I mean, it’s all to do with the weather, right? And the alignment of stars?
So I went to Astronomy Ireland.
“Seasons are an astronomical event,” says David Moore, editor of Astronomy Ireland magazine. “It’s all to do with Earth’s axis being tilted towards or away from the sun, which makes the heat and cold that causes the seasons.”
Yes, but when is the start of spring? “Spring starts in the northern hemisphere when the sun is directly over the equator, so you get an equal amount of light in the night and in the day – the equinox. The March equinox happens some time around March 21st. This year it will happen on March 20th at 9.02am.”
I’m gutted. Could he be wrong, I wonder. After all, he’s pronouncing against the entire Irish primary school education system in the 1970s. (And the start of spring is still being taught as February 1st in schools, as confirmed by my nephew.)
I go to Met Éireann. Their seasons – meteorological seasons – are aligned to the monthly calendar and temperatures. They are used to divide the year into four parts of equal length – three full months each.
So far, so primary school. But when does spring start? “The first of March,” says climatologist Paul Moore. “We measure spring, summer, autumn and winter by the mean temperatures. Making our calculations from the beginning of each month is just easier for climatological analysis and comparison.”
The Met Éireann website explains that: “Meteorological seasons are based on the annual cycle of temperatures, while astronomical seasons are defined by the position of the Earth compared to the sun. The traditional Irish seasons of Imbolc, Bealtaine, Lughnasa and Samhain are different again.”
[ Brigidiplomacy: From Berlin to Beijing, the Irish saint is having a resurgenceOpens in new window ]

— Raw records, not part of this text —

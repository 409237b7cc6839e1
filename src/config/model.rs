// src/config/model.rs

use serde::Deserialize;

use crate::types::AssetKind;

/// Default reserved file name holding a folder's template.
pub const DEFAULT_TEMPLATE_FILE_NAME: &str = "__folder_setting__.toml";

/// Default suffix of the per-asset importer state file.
pub const DEFAULT_IMPORT_SIDECAR_SUFFIX: &str = ".import.toml";

/// Configuration as read from a TOML file, before validation.
///
/// ```toml
/// [config]
/// template_file_name = "__folder_setting__.toml"
/// import_sidecar_suffix = ".import.toml"
///
/// [kinds]
/// texture = ["*.png", "*.jpg"]
/// model = ["*.fbx"]
/// audio = ["*.wav"]
/// ```
///
/// All sections are optional and have reasonable defaults.
#[derive(Debug, Clone, Deserialize, Default)]
pub struct RawConfigFile {
    #[serde(default)]
    pub config: ConfigSection,

    #[serde(default)]
    pub kinds: KindsSection,
}

/// Validated configuration. Construct via `TryFrom<RawConfigFile>`.
#[derive(Debug, Clone)]
pub struct ConfigFile {
    config: ConfigSection,
    kinds: KindsSection,
}

impl ConfigFile {
    pub(crate) fn new_unchecked(config: ConfigSection, kinds: KindsSection) -> Self {
        Self { config, kinds }
    }

    pub fn config(&self) -> &ConfigSection {
        &self.config
    }

    pub fn kinds(&self) -> &KindsSection {
        &self.kinds
    }
}

impl Default for ConfigFile {
    fn default() -> Self {
        Self::new_unchecked(ConfigSection::default(), KindsSection::default())
    }
}

/// `[config]` section.
#[derive(Debug, Clone, Deserialize)]
pub struct ConfigSection {
    /// Reserved file name that marks a folder's template.
    #[serde(default = "default_template_file_name")]
    pub template_file_name: String,

    /// Suffix appended to an asset's file name for its importer state file.
    #[serde(default = "default_import_sidecar_suffix")]
    pub import_sidecar_suffix: String,
}

fn default_template_file_name() -> String {
    DEFAULT_TEMPLATE_FILE_NAME.to_string()
}

fn default_import_sidecar_suffix() -> String {
    DEFAULT_IMPORT_SIDECAR_SUFFIX.to_string()
}

impl Default for ConfigSection {
    fn default() -> Self {
        Self {
            template_file_name: default_template_file_name(),
            import_sidecar_suffix: default_import_sidecar_suffix(),
        }
    }
}

/// `[kinds]` section: glob patterns that classify files into asset kinds.
///
/// Patterns are matched case-insensitively against the normalized asset
/// path; `*` crosses folder boundaries.
#[derive(Debug, Clone, Deserialize)]
pub struct KindsSection {
    #[serde(default = "default_texture_patterns")]
    pub texture: Vec<String>,

    #[serde(default = "default_model_patterns")]
    pub model: Vec<String>,

    #[serde(default = "default_audio_patterns")]
    pub audio: Vec<String>,
}

impl KindsSection {
    pub fn patterns(&self, kind: AssetKind) -> &[String] {
        match kind {
            AssetKind::Texture => &self.texture,
            AssetKind::Model => &self.model,
            AssetKind::Audio => &self.audio,
        }
    }
}

fn owned(patterns: &[&str]) -> Vec<String> {
    patterns.iter().map(|p| p.to_string()).collect()
}

fn default_texture_patterns() -> Vec<String> {
    owned(&["*.png", "*.jpg", "*.jpeg", "*.tga", "*.psd", "*.bmp"])
}

fn default_model_patterns() -> Vec<String> {
    owned(&["*.fbx", "*.obj", "*.gltf", "*.glb", "*.blend"])
}

fn default_audio_patterns() -> Vec<String> {
    owned(&["*.wav", "*.mp3", "*.ogg", "*.aiff"])
}

impl Default for KindsSection {
    fn default() -> Self {
        Self {
            texture: default_texture_patterns(),
            model: default_model_patterns(),
            audio: default_audio_patterns(),
        }
    }
}
// src/watch/path_utils.rs

//! Utility functions for path handling in the watcher.

use std::path::Path;

/// Convert a path into a string relative to `root`, with forward slashes.
///
/// - First we try a direct `strip_prefix(root)`.
/// - If that fails (e.g. due to symlinks or different absolute prefixes),
///   we canonicalize both paths and try again.
///
/// Returns `None` if the path cannot be related to `root`.
pub fn relative_str(root: &Path, path: &Path) -> Option<String> {
    if let Ok(rel) = path.strip_prefix(root) {
        return Some(rel.to_string_lossy().replace('\\', "/"));
    }

    // macOS reports /private/var/... for /var/...; deleted paths cannot be
    // canonicalized, so their parent is tried instead.
    let root_canon = root.canonicalize().ok()?;
    let path_canon = match path.canonicalize() {
        Ok(p) => p,
        Err(_) => {
            let parent = path.parent()?.canonicalize().ok()?;
            parent.join(path.file_name()?)
        }
    };
    path_canon
        .strip_prefix(&root_canon)
        .ok()
        .map(|rel| rel.to_string_lossy().replace('\\', "/"))
}

/// Tree path for a host path under `root`: the root itself is `/`, and
/// everything below it is `/<relative path>`.
pub fn tree_path(root: &Path, path: &Path) -> Option<String> {
    let rel = relative_str(root, path)?;
    Some(format!("/{}", rel.trim_start_matches('/')))
}

/// True for paths inside hidden directories (`.git`, editor state) or
/// hidden files, which are never part of the asset tree.
pub fn is_hidden(tree_path: &str) -> bool {
    tree_path.split('/').any(|segment| segment.starts_with('.'))
}
// src/fs/mock.rs

use super::FileSystem;
use anyhow::{anyhow, Result};
use std::collections::HashMap;
use std::path::{Path, PathBuf};
use std::sync::{Arc, Mutex};

#[derive(Debug, Clone)]
pub enum MockEntry {
    File(Vec<u8>),
    Dir(Vec<String>), // List of child names
}

/// In-memory filesystem rooted at `/`. Clones share the same contents.
#[derive(Debug, Clone)]
pub struct MockFileSystem {
    files: Arc<Mutex<HashMap<PathBuf, MockEntry>>>,
}

impl Default for MockFileSystem {
    fn default() -> Self {
        Self::new()
    }
}

impl MockFileSystem {
    pub fn new() -> Self {
        let mut files = HashMap::new();
        files.insert(PathBuf::from("/"), MockEntry::Dir(Vec::new()));

        Self {
            files: Arc::new(Mutex::new(files)),
        }
    }

    pub fn add_file(&self, path: impl AsRef<Path>, content: impl Into<Vec<u8>>) {
        let path = path.as_ref().to_path_buf();
        let mut files = self.lock();
        files.insert(path.clone(), MockEntry::File(content.into()));

        if let Some(parent) = path.parent() {
            Self::ensure_dir_entry(&mut files, parent);
            Self::link_child(&mut files, parent, &path);
        }
    }

    pub fn add_dir(&self, path: impl AsRef<Path>) {
        let mut files = self.lock();
        Self::ensure_dir_entry(&mut files, path.as_ref());
    }

    pub fn remove(&self, path: impl AsRef<Path>) -> bool {
        let path = path.as_ref();
        let mut files = self.lock();
        let removed = files.remove(path).is_some();
        if removed {
            if let (Some(parent), Some(name)) = (path.parent(), path.file_name()) {
                if let Some(MockEntry::Dir(children)) = files.get_mut(parent) {
                    children.retain(|c| c.as_str() != name.to_string_lossy());
                }
            }
        }
        removed
    }

    /// Raw contents of a file, for assertions.
    pub fn contents(&self, path: impl AsRef<Path>) -> Option<Vec<u8>> {
        match self.lock().get(path.as_ref()) {
            Some(MockEntry::File(content)) => Some(content.clone()),
            _ => None,
        }
    }

    fn lock(&self) -> std::sync::MutexGuard<'_, HashMap<PathBuf, MockEntry>> {
        // A poisoned mock only means another test thread panicked.
        self.files.lock().unwrap_or_else(|e| e.into_inner())
    }

    fn ensure_dir_entry(files: &mut HashMap<PathBuf, MockEntry>, path: &Path) {
        if files.contains_key(path) {
            return;
        }
        files.insert(path.to_path_buf(), MockEntry::Dir(Vec::new()));
        if let Some(parent) = path.parent() {
            if parent != path && !parent.as_os_str().is_empty() {
                Self::ensure_dir_entry(files, parent);
                Self::link_child(files, parent, path);
            }
        }
    }

    fn link_child(files: &mut HashMap<PathBuf, MockEntry>, parent: &Path, child: &Path) {
        if let Some(MockEntry::Dir(children)) = files.get_mut(parent) {
            if let Some(name) = child.file_name().and_then(|n| n.to_str()) {
                if !children.iter().any(|c| c == name) {
                    children.push(name.to_string());
                }
            }
        }
    }
}

impl FileSystem for MockFileSystem {
    fn read_to_string(&self, path: &Path) -> Result<String> {
        let bytes = self.read_bytes(path)?;
        String::from_utf8(bytes).map_err(|e| anyhow!("Invalid UTF-8: {}", e))
    }

    fn read_bytes(&self, path: &Path) -> Result<Vec<u8>> {
        let files = self.lock();
        match files.get(path) {
            Some(MockEntry::File(content)) => Ok(content.clone()),
            Some(MockEntry::Dir(_)) => Err(anyhow!("Is a directory: {:?}", path)),
            None => Err(anyhow!("File not found: {:?}", path)),
        }
    }

    fn write(&self, path: &Path, contents: &[u8]) -> Result<()> {
        self.add_file(path, contents);
        Ok(())
    }

    fn exists(&self, path: &Path) -> bool {
        self.lock().contains_key(path)
    }

    fn is_file(&self, path: &Path) -> bool {
        matches!(self.lock().get(path), Some(MockEntry::File(_)))
    }

    fn is_dir(&self, path: &Path) -> bool {
        matches!(self.lock().get(path), Some(MockEntry::Dir(_)))
    }

    fn read_dir(&self, path: &Path) -> Result<Vec<PathBuf>> {
        let files = self.lock();
        match files.get(path) {
            Some(MockEntry::Dir(children)) => {
                let mut entries: Vec<PathBuf> = children.iter().map(|name| path.join(name)).collect();
                entries.sort();
                Ok(entries)
            }
            _ => Err(anyhow!("Not a directory or not found: {:?}", path)),
        }
    }
}
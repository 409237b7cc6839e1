// src/config/loader.rs

use std::fs;
use std::path::{Path, PathBuf};

use tracing::info;

use crate::config::model::{ConfigFile, RawConfigFile};
use crate::errors::Result;

/// Load a configuration file from a given path and return the raw `RawConfigFile`.
///
/// This only performs TOML deserialization; it does **not** perform semantic
/// validation. Use [`load_and_validate`] for that.
pub fn load_from_path(path: impl AsRef<Path>) -> Result<RawConfigFile> {
    let path = path.as_ref();
    let contents = fs::read_to_string(path)?;

    let config: RawConfigFile = toml::from_str(&contents)?;

    Ok(config)
}

/// Load a configuration file from path and validate it.
///
/// - Reads TOML.
/// - Applies defaults (handled by `serde` + `Default` impls).
/// - Checks the reserved file name, the sidecar suffix and every kind glob.
pub fn load_and_validate(path: impl AsRef<Path>) -> Result<ConfigFile> {
    let raw_config = load_from_path(&path)?;
    let config = ConfigFile::try_from(raw_config)?;
    Ok(config)
}

/// Like [`load_and_validate`], but a missing file yields the defaults.
pub fn load_or_default(path: impl AsRef<Path>) -> Result<ConfigFile> {
    let path = path.as_ref();
    if !path.exists() {
        info!(?path, "no config file found; using defaults");
        return Ok(ConfigFile::default());
    }
    load_and_validate(path)
}

/// Default config location: `Folderflow.toml` in the current working directory.
pub fn default_config_path() -> PathBuf {
    PathBuf::from("Folderflow.toml")
}
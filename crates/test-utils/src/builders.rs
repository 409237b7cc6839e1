#![allow(dead_code)]

use folderflow::path::{AssetPath, FolderPath};
use folderflow::storage::MemoryStorage;
use folderflow::template::{ImportSettings, Template};
use folderflow::types::AssetKind;
use folderflow::validators::ValidatorSpec;

/// Builder for an in-memory asset tree.
///
/// ```ignore
/// let storage = TreeBuilder::new()
///     .texture("Assets/Art/a.png", 64, 64)
///     .template(TemplateBuilder::texture("Assets/Art").subfolders())
///     .build();
/// ```
pub struct TreeBuilder {
    storage: MemoryStorage,
}

impl TreeBuilder {
    pub fn new() -> Self {
        Self {
            storage: MemoryStorage::new(),
        }
    }

    pub fn folder(mut self, path: &str) -> Self {
        self.storage.add_folder(&folder(path));
        self
    }

    /// Any file; its kind comes from the default glob patterns.
    pub fn asset(mut self, path: &str) -> Self {
        self.storage.add_asset(&asset(path));
        self
    }

    pub fn assets(mut self, paths: &[&str]) -> Self {
        for p in paths {
            self.storage.add_asset(&asset(p));
        }
        self
    }

    pub fn texture(mut self, path: &str, width: u32, height: u32) -> Self {
        self.storage.add_texture(&asset(path), width, height);
        self
    }

    pub fn importer(mut self, path: &str, settings: ImportSettings) -> Self {
        self.storage.set_importer(&asset(path), settings);
        self
    }

    pub fn template(mut self, template: TemplateBuilder) -> Self {
        self.storage.put_template(template.build());
        self
    }

    pub fn build(self) -> MemoryStorage {
        self.storage
    }
}

impl Default for TreeBuilder {
    fn default() -> Self {
        Self::new()
    }
}

/// Builder for `Template`.
pub struct TemplateBuilder {
    template: Template,
}

impl TemplateBuilder {
    pub fn new(folder_path: &str, kind: AssetKind) -> Self {
        Self {
            template: Template::new(folder(folder_path), ImportSettings::new(kind)),
        }
    }

    pub fn texture(folder_path: &str) -> Self {
        Self::new(folder_path, AssetKind::Texture)
    }

    pub fn model(folder_path: &str) -> Self {
        Self::new(folder_path, AssetKind::Model)
    }

    pub fn audio(folder_path: &str) -> Self {
        Self::new(folder_path, AssetKind::Audio)
    }

    pub fn subfolders(mut self) -> Self {
        self.template.set_include_subfolders(true);
        self
    }

    pub fn setting(mut self, key: &str, value: impl Into<toml::Value>) -> Self {
        let payload = self.template.payload().clone().with_value(key, value);
        self.template.set_payload(payload);
        self
    }

    pub fn exclude(mut self, path: &str) -> Self {
        self.template.exclude(asset(path));
        self
    }

    pub fn validator(mut self, spec: ValidatorSpec) -> Self {
        self.template.push_validator(spec);
        self
    }

    pub fn name_pattern(self, pattern: &str) -> Self {
        self.validator(ValidatorSpec::NamePattern {
            pattern: pattern.to_string(),
        })
    }

    pub fn power_of_two(self) -> Self {
        self.validator(ValidatorSpec::PowerOfTwo)
    }

    pub fn build(self) -> Template {
        self.template
    }
}

pub fn folder(path: &str) -> FolderPath {
    FolderPath::new(path).unwrap_or_else(|| panic!("invalid folder path in test: {path:?}"))
}

pub fn asset(path: &str) -> AssetPath {
    AssetPath::new(path).unwrap_or_else(|| panic!("invalid asset path in test: {path:?}"))
}
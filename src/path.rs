// src/path.rs

//! Normalized hierarchical paths.
//!
//! Every path that enters the engine goes through [`normalize`] first:
//! backslashes become forward slashes, repeated separators and `.` segments
//! are dropped and trailing slashes are removed. All prefix comparisons work
//! on that normalized form, so `Assets\Art\` and `Assets//Art` are the same
//! folder.

use std::fmt;

use serde::{Deserialize, Serialize};

/// Normalize a raw path string.
///
/// Returns `None` for empty or blank input. An absolute path keeps its leading
/// slash, and the bare root normalizes to `/`.
pub fn normalize(raw: &str) -> Option<String> {
    if raw.trim().is_empty() {
        return None;
    }

    let unified = raw.replace('\\', "/");
    let absolute = unified.starts_with('/');
    let segments: Vec<&str> = unified
        .split('/')
        .filter(|s| !s.is_empty() && *s != ".")
        .collect();

    match (segments.is_empty(), absolute) {
        (true, true) => Some("/".to_string()),
        (true, false) => None,
        (false, true) => Some(format!("/{}", segments.join("/"))),
        (false, false) => Some(segments.join("/")),
    }
}

/// True iff `path` equals `folder` or lies somewhere beneath it.
///
/// Both sides are normalized first; malformed input is simply "no match".
pub fn is_under(path: &str, folder: &str) -> bool {
    let (Some(path), Some(folder)) = (normalize(path), normalize(folder)) else {
        return false;
    };
    is_under_normalized(&path, &folder)
}

fn is_under_normalized(path: &str, folder: &str) -> bool {
    if folder == "/" {
        return path.starts_with('/');
    }
    path == folder
        || (path.len() > folder.len()
            && path.starts_with(folder)
            && path.as_bytes()[folder.len()] == b'/')
}

fn parent_str(path: &str) -> Option<&str> {
    if path == "/" {
        return None;
    }
    match path.rfind('/') {
        Some(0) => Some("/"),
        Some(idx) => Some(&path[..idx]),
        None => None,
    }
}

/// A normalized folder path.
#[derive(Debug, Clone, PartialEq, Eq, PartialOrd, Ord, Hash, Serialize, Deserialize)]
#[serde(try_from = "String", into = "String")]
pub struct FolderPath(String);

impl FolderPath {
    pub fn new(raw: impl AsRef<str>) -> Option<Self> {
        normalize(raw.as_ref()).map(FolderPath)
    }

    pub fn as_str(&self) -> &str {
        &self.0
    }

    /// Parent folder, or `None` at the root of the tree.
    pub fn parent(&self) -> Option<FolderPath> {
        parent_str(&self.0).map(|p| FolderPath(p.to_string()))
    }

    /// Inclusive ancestor test: a folder is an ancestor of itself.
    pub fn is_ancestor_of(&self, other: &FolderPath) -> bool {
        is_under_normalized(&other.0, &self.0)
    }

    /// True iff the asset lives in this folder or any folder below it.
    pub fn contains(&self, asset: &AssetPath) -> bool {
        is_under_normalized(&asset.0, &self.0)
    }

    /// Last segment of the folder path (empty for `/`).
    pub fn name(&self) -> &str {
        self.0.rsplit('/').next().unwrap_or("")
    }

    pub fn join(&self, name: &str) -> Option<FolderPath> {
        FolderPath::new(self.joined(name))
    }

    pub fn child(&self, file_name: &str) -> Option<AssetPath> {
        AssetPath::new(self.joined(file_name))
    }

    fn joined(&self, name: &str) -> String {
        if self.0 == "/" {
            format!("/{name}")
        } else {
            format!("{}/{name}", self.0)
        }
    }
}

impl fmt::Display for FolderPath {
    fn fmt(&self, f: &mut fmt::Formatter<'_>) -> fmt::Result {
        f.write_str(&self.0)
    }
}

impl TryFrom<String> for FolderPath {
    type Error = String;

    fn try_from(raw: String) -> Result<Self, Self::Error> {
        FolderPath::new(&raw).ok_or_else(|| format!("invalid folder path: {raw:?}"))
    }
}

impl From<FolderPath> for String {
    fn from(p: FolderPath) -> Self {
        p.0
    }
}

/// A normalized path to a leaf item (an asset or a template slot).
#[derive(Debug, Clone, PartialEq, Eq, PartialOrd, Ord, Hash, Serialize, Deserialize)]
#[serde(try_from = "String", into = "String")]
pub struct AssetPath(String);

impl AssetPath {
    pub fn new(raw: impl AsRef<str>) -> Option<Self> {
        normalize(raw.as_ref())
            .filter(|p| p != "/")
            .map(AssetPath)
    }

    pub fn as_str(&self) -> &str {
        &self.0
    }

    /// Containing folder, or `None` for a bare file name.
    pub fn folder(&self) -> Option<FolderPath> {
        parent_str(&self.0).map(|p| FolderPath(p.to_string()))
    }

    pub fn file_name(&self) -> &str {
        self.0.rsplit('/').next().unwrap_or(&self.0)
    }

    /// File name without its final extension.
    pub fn stem(&self) -> &str {
        let name = self.file_name();
        match name.rfind('.') {
            Some(0) | None => name,
            Some(idx) => &name[..idx],
        }
    }

    pub fn is_under(&self, folder: &FolderPath) -> bool {
        folder.contains(self)
    }
}

impl fmt::Display for AssetPath {
    fn fmt(&self, f: &mut fmt::Formatter<'_>) -> fmt::Result {
        f.write_str(&self.0)
    }
}

impl TryFrom<String> for AssetPath {
    type Error = String;

    fn try_from(raw: String) -> Result<Self, Self::Error> {
        AssetPath::new(&raw).ok_or_else(|| format!("invalid asset path: {raw:?}"))
    }
}

impl From<AssetPath> for String {
    fn from(p: AssetPath) -> Self {
        p.0
    }
}
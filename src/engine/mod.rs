// src/engine/mod.rs

//! Orchestration engine for folderflow.
//!
//! This module ties together:
//! - the change router (host change batches to template folders)
//! - the per-template processing pass (prune, apply, validate)
//! - the deferred reimport queue, drained at the host's idle point
//! - the async event loop that reacts to:
//!   - filesystem change batches
//!   - pre-import / post-import hooks
//!   - inspector actions (toggle managed, create template)
//!   - shutdown signals
//!
//! The pure core state machine lives in [`core`]; the async/IO shell is
//! implemented in [`runtime`].

use crate::path::AssetPath;

/// Runtime options used by both the core and the async shell.
#[derive(Debug, Clone, Copy, Default)]
pub struct RuntimeOptions {
    /// If true, exit after the first idle flush (used for `--once`).
    pub exit_when_idle: bool,
}

/// Events flowing into the runtime from the watcher, the host and signals.
#[derive(Debug, Clone)]
pub enum HostEvent {
    /// A batch of tree mutations.
    Changes(ChangeBatch),
    /// The host is about to import this asset.
    PreImport(AssetPath),
    /// The host finished the current import batch.
    PostImport,
    /// Opt an asset into or out of its governing template.
    SetManaged { path: AssetPath, managed: bool },
    /// Create a template in the asset's folder, seeded from its importer.
    CreateTemplate { path: AssetPath },
    /// Reprocess every template in the tree.
    ProcessAll,
    /// The host reached an idle point; deferred work may run now.
    Idle,
    /// Graceful shutdown requested (e.g. Ctrl-C).
    Shutdown,
}

pub mod core;
pub mod router;
pub mod runtime;

pub use self::core::{BatchReport, CoreStep, FlowEngine, FlushReport, Governance, ProcessReport};
pub use router::{route, ChangeBatch, MovedAsset};
pub use runtime::Runtime;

So meteorological spring starts on March 1st, astronomical spring starts on March 21st, and traditional (Irish school) spring starts on February 1st.
So far, so confusing. But which is correct? The Met Éireann website says: “They are all correct and used in Ireland.”
They are all correct. So I’m right in believing it’s February 1st and my English friends are right with their third week in March scenario. This seems to be a very Irish solution to the problem: everybody is right and nobody is offended.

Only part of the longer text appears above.